Le lundi 26, aux portes des entreprises, voire à l’occasion de brefs débrayages, des prises de parole sont effectuées pour appeler à la mobilisation.

Le 27, Ridgway arrive à Paris et traverse la capitale sous une très importante escorte policière jusqu’à l’Arc de Triomphe. A Villejuif, des manifestants, conduits par le maire, Louis Dolly, tentent de bloquer le cortège officiel et, avenue d’Italie, une banderole est déployée. Peu de choses au total. Le grand rendez-vous de lutte est pour le lendemain.

La manifestation a fait l’objet d’une préparation minutieuse.

Le Parti communiste a chargé Raymond Guyot, membre du bureau politique, de l’organisation d’ensemble. Il est assisté d’André Souquière, secrétaire de la Fédération de la Seine et dirigeant important du Mouvement de la paix, à qui se voit confier la tâche de la coordination du PC et du Mouvement de la Paix. André Karman, lui aussi secrétaire de la Fédération de la Seine, suit, pour ce qui le concerne la mobilisation du Parti.

Les itinéraires des cortèges ont été établis et minutés. Le principe d’organisation est celui de la « boule de neige » : de petits groupes se rassemblent et font mouvement jusqu’à un lieu convenu où ils s’agrègent à d’autres groupes. Ainsi doivent se former les « colonnes » constituée des militants de banlieue et des arrondissements périphériques qui entreront dans Paris. Des véhicules sont chargés d’apporter le matériel de la manifestation : point de banderoles, mais de petites pancartes souvent en tôle, fixées sur de gros manches de bois [1]. Non encombrée du matériel habituel des manifestations, les groupes ont vocation à être très mobiles et en capacité d’affronter la police de manière offensive. D’évidence, l’épreuve sera rude : des locaux ont été aménagés en infirmeries de campagne et des véhicules prévus pour le transport des blessés vers la clinique des Bluets.

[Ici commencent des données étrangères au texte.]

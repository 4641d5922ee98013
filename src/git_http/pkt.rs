//! pkt-line encode/decode.

use super::service::GitService;

/// Frame one pkt-line: 4 hex digits of total length, then the payload.
pub fn encode_pkt_line(data: &[u8]) -> Vec<u8> {
    let mut out = Vec::with_capacity(4 + data.len());
    let len = 4 + data.len();
    out.extend_from_slice(format!("{len:04x}").as_bytes());
    out.extend_from_slice(data);
    out
}

pub const PKT_FLUSH: &[u8] = b"0000";

/// The banner preceding a ref advertisement:
/// `<len># service=git-<svc>\n` followed by a flush packet.
pub fn service_banner(service: GitService) -> Vec<u8> {
    let line = format!("# service=git-{}\n", service.name());
    let mut out = encode_pkt_line(line.as_bytes());
    out.extend_from_slice(PKT_FLUSH);
    out
}

/// One frame of a pkt-line stream.
#[derive(Debug, PartialEq, Eq)]
pub enum Pkt<'a> {
    Data(&'a [u8]),
    Flush,
}

/// Decode the leading pkt-line of `buf`.
///
/// Returns the frame and the bytes it consumed, `Ok(None)` when the frame is
/// still incomplete, and `Err` when the prefix is not pkt-line framed.
pub fn decode_pkt(buf: &[u8]) -> anyhow::Result<Option<(Pkt<'_>, usize)>> {
    if buf.len() < 4 {
        return Ok(None);
    }
    let len = usize::from_str_radix(std::str::from_utf8(&buf[..4])?, 16)?;
    if len == 0 {
        return Ok(Some((Pkt::Flush, 4)));
    }
    if len < 4 {
        anyhow::bail!("invalid pkt-line length {len}");
    }
    if buf.len() < len {
        return Ok(None);
    }
    Ok(Some((Pkt::Data(&buf[4..len]), len)))
}

#[cfg(test)]
mod tests {
    use super::*;

    #[test]
    fn roundtrip_pkt_line() {
        let msg = b"hello\n";
        let enc = encode_pkt_line(msg);
        assert_eq!(&enc[..4], b"000a");
        let (pkt, consumed) = decode_pkt(&enc).unwrap().unwrap();
        assert_eq!(pkt, Pkt::Data(msg));
        assert_eq!(consumed, enc.len());
    }

    #[test]
    fn upload_pack_banner_layout() {
        let banner = service_banner(GitService::UploadPack);
        assert!(banner.starts_with(b"001e# service=git-upload-pack\n"));
        assert!(banner.ends_with(PKT_FLUSH));
    }

    #[test]
    fn receive_pack_banner_layout() {
        let banner = service_banner(GitService::ReceivePack);
        assert!(banner.starts_with(b"001f# service=git-receive-pack\n"));
        assert!(banner.ends_with(PKT_FLUSH));
    }

    #[test]
    fn decode_flush() {
        let (pkt, consumed) = decode_pkt(PKT_FLUSH).unwrap().unwrap();
        assert_eq!(pkt, Pkt::Flush);
        assert_eq!(consumed, 4);
    }

    #[test]
    fn decode_waits_for_a_complete_frame() {
        let enc = encode_pkt_line(b"payload\n");
        assert_eq!(decode_pkt(&enc[..2]).unwrap(), None);
        assert_eq!(decode_pkt(&enc[..enc.len() - 1]).unwrap(), None);
    }

    #[test]
    fn decode_rejects_unframed_input() {
        assert!(decode_pkt(b"PACKdata").is_err());
        assert!(decode_pkt(b"0001").is_err());
    }
}
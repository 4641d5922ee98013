//! Acceptance gate and listener registry.
//!
//! Every Git operation is announced to registered listeners as a [`GitOp`]
//! before the subprocess is spawned. A listener may `accept()` or
//! `reject(msg)` the operation; with no listener registered the operation is
//! accepted immediately, and a listener that never decides is overridden
//! after [`ACCEPT_WAIT`].

use std::sync::{Arc, Mutex, RwLock};
use std::time::Duration;

use tokio::sync::oneshot;

/// How long a handler waits for a registered listener to decide before the
/// operation is accepted automatically.
pub const ACCEPT_WAIT: Duration = Duration::from_secs(1);

/// The kind of Git operation a request maps to.
#[derive(Debug, Clone, Copy, PartialEq, Eq)]
pub enum OpKind {
    Fetch,
    Push,
    Head,
}

impl OpKind {
    pub fn as_str(&self) -> &'static str {
        match self {
            OpKind::Fetch => "fetch",
            OpKind::Push => "push",
            OpKind::Head => "head",
        }
    }
}

#[derive(Debug, PartialEq, Eq)]
pub(crate) enum Decision {
    Accept,
    Reject(String),
}

/// Handle given to operation listeners.
///
/// Cloned freely; all clones share one underlying gate, and only the first
/// `accept`/`reject` across all of them has any effect.
#[derive(Clone)]
pub struct GitOp {
    repo: String,
    kind: OpKind,
    gate: Arc<Mutex<Option<oneshot::Sender<Decision>>>>,
}

impl GitOp {
    fn new(repo: &str, kind: OpKind) -> (Self, oneshot::Receiver<Decision>) {
        let (tx, rx) = oneshot::channel();
        let op = GitOp {
            repo: repo.to_string(),
            kind,
            gate: Arc::new(Mutex::new(Some(tx))),
        };
        (op, rx)
    }

    pub fn repo(&self) -> &str {
        &self.repo
    }

    pub fn kind(&self) -> OpKind {
        self.kind
    }

    /// Approve the operation. A no-op after the gate has settled.
    pub fn accept(&self) {
        self.settle(Decision::Accept);
    }

    /// Deny the operation with a message the client will see. A no-op after
    /// the gate has settled.
    pub fn reject(&self, message: impl Into<String>) {
        self.settle(Decision::Reject(message.into()));
    }

    fn settle(&self, decision: Decision) {
        let tx = self.gate.lock().expect("gate lock poisoned").take();
        if let Some(tx) = tx {
            // The handler may already have timed out and moved on; in that
            // case the decision is simply dropped.
            let _ = tx.send(decision);
        }
    }
}

impl std::fmt::Debug for GitOp {
    fn fmt(&self, f: &mut std::fmt::Formatter<'_>) -> std::fmt::Result {
        f.debug_struct("GitOp")
            .field("repo", &self.repo)
            .field("kind", &self.kind)
            .finish()
    }
}

/// Notification of a tag create/update observed in a push.
///
/// Advisory only: the push carrying the tag is already streaming, so
/// `accept`/`reject` here do not gate anything.
#[derive(Debug, Clone)]
pub struct TagOp {
    repo: String,
    commit: String,
    version: String,
}

impl TagOp {
    pub(crate) fn new(repo: String, commit: String, version: String) -> Self {
        TagOp {
            repo,
            commit,
            version,
        }
    }

    pub fn repo(&self) -> &str {
        &self.repo
    }

    /// Object id the tag ref now points at.
    pub fn commit(&self) -> &str {
        &self.commit
    }

    /// Tag name without the `refs/tags/` prefix.
    pub fn version(&self) -> &str {
        &self.version
    }

    pub fn accept(&self) {}

    pub fn reject(&self, _message: &str) {}
}

type OpListener = Arc<dyn Fn(GitOp) + Send + Sync>;
type TagListener = Arc<dyn Fn(TagOp) + Send + Sync>;
type ErrorListener = Arc<dyn Fn(&anyhow::Error) + Send + Sync>;

/// Listener registry shared by all requests. Registration is allowed at any
/// time, including while the server is listening.
#[derive(Default)]
pub(crate) struct Registry {
    info: RwLock<Vec<OpListener>>,
    fetch: RwLock<Vec<OpListener>>,
    push: RwLock<Vec<OpListener>>,
    head: RwLock<Vec<OpListener>>,
    tag: RwLock<Vec<TagListener>>,
    error: RwLock<Vec<ErrorListener>>,
}

impl Registry {
    pub(crate) fn subscribe_info(&self, listener: OpListener) {
        self.info.write().expect("registry lock poisoned").push(listener);
    }

    pub(crate) fn subscribe_op(&self, kind: OpKind, listener: OpListener) {
        self.op_bucket(kind)
            .write()
            .expect("registry lock poisoned")
            .push(listener);
    }

    pub(crate) fn subscribe_tag(&self, listener: TagListener) {
        self.tag.write().expect("registry lock poisoned").push(listener);
    }

    pub(crate) fn subscribe_error(&self, listener: ErrorListener) {
        self.error.write().expect("registry lock poisoned").push(listener);
    }

    fn op_bucket(&self, kind: OpKind) -> &RwLock<Vec<OpListener>> {
        match kind {
            OpKind::Fetch => &self.fetch,
            OpKind::Push => &self.push,
            OpKind::Head => &self.head,
        }
    }

    /// Run the acceptance gate for one operation.
    ///
    /// `announce` additionally fires the `info` event first (advertisement
    /// phase). Listeners are invoked inline; with none registered the
    /// operation is accepted synchronously, otherwise the first terminal
    /// transition wins, bounded by [`ACCEPT_WAIT`].
    pub(crate) async fn gate(&self, repo: &str, kind: OpKind, announce: bool) -> Decision {
        let (op, rx) = GitOp::new(repo, kind);

        // Snapshot the lists so a listener may register further listeners
        // without deadlocking the registry.
        let mut notified = false;
        if announce {
            for listener in self.snapshot(&self.info) {
                notified = true;
                listener(op.clone());
            }
        }
        for listener in self.snapshot(self.op_bucket(kind)) {
            notified = true;
            listener(op.clone());
        }

        if !notified {
            return Decision::Accept;
        }

        match tokio::time::timeout(ACCEPT_WAIT, rx).await {
            Ok(Ok(decision)) => decision,
            // Listener dropped every handle without deciding, or never
            // decided in time: the transport must not stall.
            _ => Decision::Accept,
        }
    }

    pub(crate) fn emit_tag(&self, tag: TagOp) {
        for listener in self.snapshot(&self.tag) {
            listener(tag.clone());
        }
    }

    /// Deliver an operational error to error listeners, or log it when none
    /// are registered.
    pub(crate) fn emit_error(&self, err: &anyhow::Error) {
        let listeners = self.snapshot(&self.error);
        if listeners.is_empty() {
            tracing::warn!("{err:#}");
            return;
        }
        for listener in listeners {
            listener(err);
        }
    }

    fn snapshot<T: Clone>(&self, bucket: &RwLock<Vec<T>>) -> Vec<T> {
        bucket.read().expect("registry lock poisoned").clone()
    }
}
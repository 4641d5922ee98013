//! The two smart-HTTP services and their wire-level constants.

use crate::events::OpKind;

#[derive(Debug, Clone, Copy, PartialEq, Eq)]
pub enum GitService {
    UploadPack,
    ReceivePack,
}

impl GitService {
    /// Parse the `service` query value / RPC action (`git-upload-pack`,
    /// `git-receive-pack`).
    pub fn from_query(value: &str) -> Option<Self> {
        match value {
            "git-upload-pack" => Some(GitService::UploadPack),
            "git-receive-pack" => Some(GitService::ReceivePack),
            _ => None,
        }
    }

    /// Service name without the `git-` prefix; also the git subcommand.
    pub fn name(&self) -> &'static str {
        match self {
            GitService::UploadPack => "upload-pack",
            GitService::ReceivePack => "receive-pack",
        }
    }

    pub fn advertisement_content_type(&self) -> &'static str {
        match self {
            GitService::UploadPack => "application/x-git-upload-pack-advertisement",
            GitService::ReceivePack => "application/x-git-receive-pack-advertisement",
        }
    }

    pub fn result_content_type(&self) -> &'static str {
        match self {
            GitService::UploadPack => "application/x-git-upload-pack-result",
            GitService::ReceivePack => "application/x-git-receive-pack-result",
        }
    }

    /// Pushes arrive over receive-pack; everything else is a fetch.
    pub fn op_kind(&self) -> OpKind {
        match self {
            GitService::UploadPack => OpKind::Fetch,
            GitService::ReceivePack => OpKind::Push,
        }
    }
}

#[cfg(test)]
mod tests {
    use super::*;

    #[test]
    fn parses_known_services_only() {
        assert_eq!(
            GitService::from_query("git-upload-pack"),
            Some(GitService::UploadPack)
        );
        assert_eq!(
            GitService::from_query("git-receive-pack"),
            Some(GitService::ReceivePack)
        );
        assert_eq!(GitService::from_query("upload-pack"), None);
        assert_eq!(GitService::from_query("git-frobnicate"), None);
    }

    #[test]
    fn content_types_follow_service_name() {
        assert_eq!(
            GitService::UploadPack.advertisement_content_type(),
            "application/x-git-upload-pack-advertisement"
        );
        assert_eq!(
            GitService::ReceivePack.result_content_type(),
            "application/x-git-receive-pack-result"
        );
    }

    #[test]
    fn receive_pack_is_a_push() {
        assert_eq!(GitService::ReceivePack.op_kind(), OpKind::Push);
        assert_eq!(GitService::UploadPack.op_kind(), OpKind::Fetch);
    }
}
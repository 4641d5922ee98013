//! HTTP Basic authentication delegation.
//!
//! The server never judges credentials itself: it decodes the
//! `Authorization` header and hands the result to a caller-supplied
//! authenticator. Without one configured, every request passes and the
//! header is not consulted at all.

use std::sync::Arc;

use anyhow::{bail, Context, Result};
use base64::Engine;
use futures::future::BoxFuture;

use crate::events::OpKind;

/// Credentials offered by the client, if any.
#[derive(Debug, Clone, Default, PartialEq, Eq)]
pub struct Credentials {
    pub username: Option<String>,
    pub password: Option<String>,
}

/// What a configured authenticator is asked to judge.
#[derive(Debug, Clone)]
pub struct AuthRequest {
    pub kind: OpKind,
    pub repo: String,
    pub username: Option<String>,
    pub password: Option<String>,
}

/// Caller-supplied credential check; an `Err` fails the request with 401.
pub type Authenticator = Arc<dyn Fn(AuthRequest) -> BoxFuture<'static, Result<()>> + Send + Sync>;

/// Decode an `Authorization` header into [`Credentials`].
///
/// An absent header yields empty credentials (the authenticator still runs);
/// a present header must be exactly `Basic <base64(user:pass)>`.
pub(crate) fn parse_basic(header: Option<&str>) -> Result<Credentials> {
    let Some(value) = header else {
        return Ok(Credentials::default());
    };

    let Some((scheme, encoded)) = value.split_once(' ') else {
        bail!("malformed Authorization header");
    };
    if scheme != "Basic" {
        bail!("unsupported Authorization scheme {scheme:?}");
    }
    if encoded.is_empty() || encoded.contains(' ') {
        bail!("malformed Authorization header");
    }

    let decoded = base64::engine::general_purpose::STANDARD
        .decode(encoded)
        .context("invalid base64 in Authorization header")?;
    let text = String::from_utf8(decoded).context("credentials are not valid UTF-8")?;

    Ok(match text.split_once(':') {
        Some((user, pass)) => Credentials {
            username: Some(user.to_string()),
            password: Some(pass.to_string()),
        },
        None => Credentials {
            username: Some(text),
            password: None,
        },
    })
}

Il n’est pas possible, dans la limite de ce texte, de rendre compte du déroulement de la manifestation, déroulement complexe en raison de son éclatement spatial. Retenons simplement que les cortèges formés dans la zone Sud-Est de Paris entreront par la porte de Vanves, ceux du Nord et de l’Est viseront la zone Saint-Lazare-Opéra, ceux de l’Est tâcheront d’atteindre le boulevard de Ménilmontant et Belleville.

Le cortège du Nord et de l’Est dans lequel prennent place les militants d’Aubervilliers est très complexe. Trois colonnes le constituent, l’une démarrée au carrefour des Quatre-Chemins qui regroupe environ 2000 manifestants entrera dans Paris par la porte de La Villette, les autres pénètreront qui par la porte de La Chapelle, qui par la porte de Clignancourt. La fusion des trois cortèges doit se réaliser Place de La Chapelle. La « colonne » ainsi constituée emprunter le Faubourg-Saint-Denis puis le boulevard Magenta pour tenter d’atteindre la place de la République.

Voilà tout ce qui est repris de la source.